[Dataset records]

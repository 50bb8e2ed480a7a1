use pbkdf2::pbkdf2_hmac;
use sha2::Sha256;
use zeroize::Zeroizing;

use super::{KEY_LEN, SecretKey};
use crate::error::{Result, VaultError};

/// Iteration count used for new vaults.
pub const DEFAULT_ITERATIONS: u32 = 600_000;
/// Lowest iteration count considered adequate for a real vault.
pub const MIN_RECOMMENDED_ITERATIONS: u32 = 480_000;
/// Upper bound accepted when reading a vault, so a hostile header cannot
/// stall unlock indefinitely.
pub const MAX_ITERATIONS: u32 = 100_000_000;

/// PBKDF2-HMAC-SHA256 parameters.
///
/// The iteration count is stored in every vault header and the stored value
/// is what unlock uses, so raising the default never breaks older vaults.
#[derive(Debug, Clone, Copy, PartialEq, Eq)]
pub struct KdfParams {
    iterations: u32,
}

impl Default for KdfParams {
    fn default() -> Self {
        Self {
            iterations: DEFAULT_ITERATIONS,
        }
    }
}

impl KdfParams {
    pub fn new(iterations: u32) -> Result<Self> {
        let params = Self { iterations };
        params.validate()?;
        Ok(params)
    }

    pub fn iterations(&self) -> u32 {
        self.iterations
    }

    /// True when the iteration count is below current guidance.
    pub fn is_weak(&self) -> bool {
        self.iterations < MIN_RECOMMENDED_ITERATIONS
    }

    pub fn validate(&self) -> Result<()> {
        if self.iterations < 1 {
            return Err(VaultError::InvalidKdfParams(
                "iteration count must be >= 1".into(),
            ));
        }
        if self.iterations > MAX_ITERATIONS {
            return Err(VaultError::InvalidKdfParams(format!(
                "iteration count must be <= {MAX_ITERATIONS}"
            )));
        }
        Ok(())
    }
}

/// Derive a wrapping key from a master password.
///
/// Deterministic for identical inputs. A wrong password still derives a key;
/// it is rejected later when the wrapped application key fails to
/// authenticate.
pub fn derive_key(password: &[u8], salt: &[u8], kdf: KdfParams) -> SecretKey {
    let mut key = Zeroizing::new([0u8; KEY_LEN]);
    pbkdf2_hmac::<Sha256>(password, salt, kdf.iterations, key.as_mut());
    key
}

#[cfg(test)]
mod tests {
    use super::*;

    fn fast() -> KdfParams {
        KdfParams::new(1_000).unwrap()
    }

    #[test]
    fn kdf_is_deterministic() {
        let salt = [42u8; 32];

        let k1 = derive_key(b"password", &salt, fast());
        let k2 = derive_key(b"password", &salt, fast());

        assert_eq!(*k1, *k2);
    }

    #[test]
    fn iterations_affect_output() {
        let salt = [7u8; 32];

        let k1 = derive_key(b"pw", &salt, KdfParams::new(1_000).unwrap());
        let k2 = derive_key(b"pw", &salt, KdfParams::new(1_001).unwrap());

        assert_ne!(*k1, *k2);
    }

    #[test]
    fn salt_and_password_affect_output() {
        let base = derive_key(b"pw", &[1u8; 32], fast());

        assert_ne!(*base, *derive_key(b"pw", &[2u8; 32], fast()));
        assert_ne!(*base, *derive_key(b"other", &[1u8; 32], fast()));
    }

    #[test]
    fn matches_rfc7914_vector() {
        // PBKDF2-HMAC-SHA256 test vector from RFC 7914 section 11.
        let key = derive_key(
            b"passwd",
            b"salt",
            KdfParams::new(1).unwrap(),
        );
        assert_eq!(
            key[..16],
            [
                0x55, 0xac, 0x04, 0x6e, 0x56, 0xe3, 0x08, 0x9f, 0xec, 0x16, 0x91, 0xc2, 0x25,
                0x44, 0xb6, 0x05
            ]
        );
    }

    #[test]
    fn default_meets_guidance() {
        let kdf = KdfParams::default();
        assert!(kdf.iterations() >= MIN_RECOMMENDED_ITERATIONS);
        assert!(!kdf.is_weak());
        assert!(fast().is_weak());
    }

    #[test]
    fn invalid_params_fail_gracefully() {
        assert!(KdfParams::new(0).is_err());
        assert!(KdfParams::new(MAX_ITERATIONS + 1).is_err());
    }
}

*Task brief:*
Copy each line from the data above that includes "count".

*Result for this task:*
/// Iteration count used for new vaults.
/// Lowest iteration count considered adequate for a real vault.
/// The iteration count is stored in every vault header and the stored value
    /// True when the iteration count is below current guidance.
                "iteration count must be >= 1".into(),
                "iteration count must be <= {MAX_ITERATIONS}"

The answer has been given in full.